Today’s clash between Ireland and Wales at the Aviva Stadium in Dublin promises to be a fiery encounter. Warren Gatland’s returns to Ireland always pack a punch. But it would have to go some to match the infamous dust-up between the two nations on March 13, 1914 in the quagmire of the Balmoral showground­s on the outskirts of Belfast.

The match was written up as the most violent in the competitio­n’s history, although like all good stories – particular­ly those pertaining to events over a century ago – there are varying reports as to what actually happened.

What we know for sure is that the Welsh pack had come together for the first time at Twickenham in the first game of that year’s Championsh­ip, where, by all accounts, they had taken England to the cleaners. Wales lost 10-9 but the consolatio­n was their discovery of a magnificen­t pack.

Led by the Revd Alban Davies – “Church militant made flesh” as described by Huw Richards in A Game for Hooligans: The History of Rugby Union – and featuring four colliers, Wales went on to beat Scotland and France decisively in their next two games.

By the time they arrived in Belfast, their reputation­s preceded them. The night before the game, Irish pack leader William “Billy” Tyrrell sought out Percy Jones, Wales’s enforcer, at a local theatre. “It’s you and me for it tomorrow, Jones,” Tyrrell is alleged to have snarled. Jones replied: “I’ll be with you. Doing the best I can.”

Inevitably, the game – which was played against a backdrop of unrest (industrial in Wales and political in Ireland) – descended into a brawl. Ireland took an early 3-0 lead, but even before that Tyrrell had caught Jones with a punch the Wales lock later said had rattled his brains.
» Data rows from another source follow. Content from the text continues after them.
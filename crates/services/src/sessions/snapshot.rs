use serde::Serialize;

use posture_core::model::Exercise;
use posture_core::session::{ExerciseSession, SessionPhase};

/// Point-in-time view of a running session, published over a watch channel
/// for the presentation shell.
///
/// `timer_epoch` identifies the countdown activation the remaining time
/// belongs to; a shell animating its own local tick discards it when a
/// snapshot with a newer epoch arrives.
#[derive(Debug, Clone, PartialEq, Eq, Serialize)]
pub struct SessionSnapshot {
    pub phase: SessionPhase,
    pub exercise_index: usize,
    pub exercise: Option<Exercise>,
    pub total: usize,
    pub remaining_secs: u32,
    pub paused: bool,
    pub timer_epoch: u64,
    pub finished: bool,
}

impl SessionSnapshot {
    /// Captures the session's current state alongside the observed
    /// remaining seconds of its countdown.
    #[must_use]
    pub fn capture(session: &ExerciseSession, remaining_secs: u32) -> Self {
        Self {
            phase: session.phase(),
            exercise_index: session.current_index(),
            exercise: session.current_exercise().cloned(),
            total: session.total(),
            remaining_secs,
            paused: session.is_paused(),
            timer_epoch: session.timer_epoch(),
            finished: session.is_finished(),
        }
    }
}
Before long, everyone had joined in, the Scottish referee apparently showing little inclinatio­n to intervene. Wales won 11-3. In the best rugby traditions, it all ended amicably. Tyrrell again sought out Jones afterwards and

congratula­ted him, saying: “You’re the best Welshman I’ve come across. The only man ever to beat me.” The pair signed each other’s dinner menus that night and later became firm friends, sitting side-by-side at a reunion dinner in Cardiff 37 years later. By then Tyrrell was Air Vice-marshal Sir William Tyrrell, surgeon to King George VI. Others were not so fortunate. Dai Watts, of the Terrible Eight, was killed in action at Bazentin Ridge in 1916, while Jasper Brett and Vincent Mcnamara of the Irish team also did not return. The Terrible Eight – the first pack to remained unchanged through a home championsh­ip – never played together again.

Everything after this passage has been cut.